Weekend wrap-up: Taylor, Castillo, Lacy, Peter, Juarez and Lyakhovich all victorious
By Benny Henderson Jr. (December 5, 2004)  
Photo © Tom Casino/SHOWTIME
This weekend had it all for the "sweet science”. Three networks, five weight classes, fifty rounds of boxing, five title bouts, two knockouts, three unanimous decisions, one split decision, twelve warriors of the ring and one hell of a replay. Woo-hoo, what a night for a fight and what great fun and entertainment for the entire boxing world to witness! What a weekend to be a fight fan, you had your choice of six different bouts and somewhere in the mix if you are a fight fan you had to be pleased with one of the performances or outcomes. Some of the fighters showed promise, a few illustrated they were at the end of careers and couple more showed that they are the future of the game. Read on to find out who sank and who swam.

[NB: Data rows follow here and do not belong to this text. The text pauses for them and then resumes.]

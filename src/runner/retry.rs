use std::time::Duration;

use chrono::Utc;
use log::{debug, info};
use tokio_util::sync::CancellationToken;

use crate::commands::group::GroupSpec;
use crate::runner::event::Event;
use crate::runner::outcome::{AttemptStatus, CommandOutcome, CommandStatus};
use crate::runner::process::CommandExecutor;

/// Bounded, immediate retry of failed attempts
#[derive(Debug, Clone, Copy, PartialEq, Eq)]
pub struct RetryPolicy {
    /// Per attempt
    pub timeout: Duration,
    /// Additional attempts after the first failure
    pub retries: u32,
}

impl From<&GroupSpec> for RetryPolicy {
    fn from(group: &GroupSpec) -> Self {
        Self {
            timeout: group.timeout,
            retries: group.retries,
        }
    }
}

impl RetryPolicy {
    #[must_use]
    pub fn max_attempts(&self) -> u32 {
        self.retries.saturating_add(1)
    }

    /// Run attempts until one succeeds, the budget is spent, or `cancel` fires.
    ///
    /// The final status follows the last attempt: `Succeeded` on the first success,
    /// `TimedOut` if the last attempt timed out, `Cancelled` if it was cut short, `Failed`
    /// otherwise. A command cancelled before its first attempt spawns nothing.
    pub async fn run(
        &self,
        executor: &CommandExecutor<'_>,
        cancel: &CancellationToken,
    ) -> CommandOutcome {
        let name = executor.spec().name.clone();
        let group = executor.group().to_string();
        let events = executor.events();

        if cancel.is_cancelled() {
            return resolve(executor, CommandOutcome::cancelled(&name));
        }

        events.publish(Event::CommandStarted {
            group: group.clone(),
            command: name.clone(),
        });
        let mut outcome = CommandOutcome {
            started_at: Some(Utc::now()),
            ..CommandOutcome::cancelled(&name)
        };

        for attempt in 1..=self.max_attempts() {
            if attempt > 1 {
                if cancel.is_cancelled() {
                    debug!("Command '{name}' cancelled between attempts");
                    outcome.status = CommandStatus::Cancelled;
                    break;
                }
                info!(
                    "Retrying '{name}' (attempt {attempt}/{})",
                    self.max_attempts()
                );
                events.publish(Event::CommandRetrying {
                    group: group.clone(),
                    command: name.clone(),
                    next_attempt: attempt,
                });
            }

            let record = executor.run_attempt(attempt, self.timeout, cancel).await;
            let status = record.status();
            outcome.attempts.push(record.clone());
            events.publish(Event::AttemptRecorded {
                group: group.clone(),
                command: name.clone(),
                record,
            });

            outcome.status = status.into();
            if matches!(status, AttemptStatus::Succeeded | AttemptStatus::Cancelled) {
                break;
            }
        }

        outcome.finished_at = Some(Utc::now());
        resolve(executor, outcome)
    }
}

fn resolve(executor: &CommandExecutor<'_>, outcome: CommandOutcome) -> CommandOutcome {
    debug!(
        "Command '{}' resolved as {:?} after {} attempt(s)",
        outcome.name,
        outcome.status,
        outcome.attempts.len()
    );
    executor.events().publish(Event::CommandResolved {
        group: executor.group().to_string(),
        command: outcome.name.clone(),
        status: outcome.status,
        attempts: u32::try_from(outcome.attempts.len()).unwrap_or(u32::MAX),
    });
    outcome
}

Jose Castillo-Joel Casamayor
WBC Lightweight Title

The highly anticipated match-up between the former WBA super featherweight champion Joel Casamayor and reigning WBC lightweight champion Jose Luis Castillo proved to be more of a sideshow at times with the fans expressing their lack of approval with the outspoken boos. With the slips, holds and Castillo wanting to actually fight after the bell, it wasn’t what was expected but it was what it was. Throughout the bout Casamayor landed the better shots while Castillo landing chopping shots to the body when the two held in the fight. The referee had to warn both fighters for the holding in round five but it was an all out assault when Castillo went after Casamayor after the bell sounded in round eight prompting both corners to jump in and halt the crazed Castillo. Round ten was definitely the most entertaining round of the night with the two trading shots while the fans got up out of their seats to cheer the fighters on. In the end Castillo would keep his title with a split decision by scores of 117-111, 116-112, 113-115 that proved the judges at times are as blind as bats, and yes, I am saying that Casamayor took this one.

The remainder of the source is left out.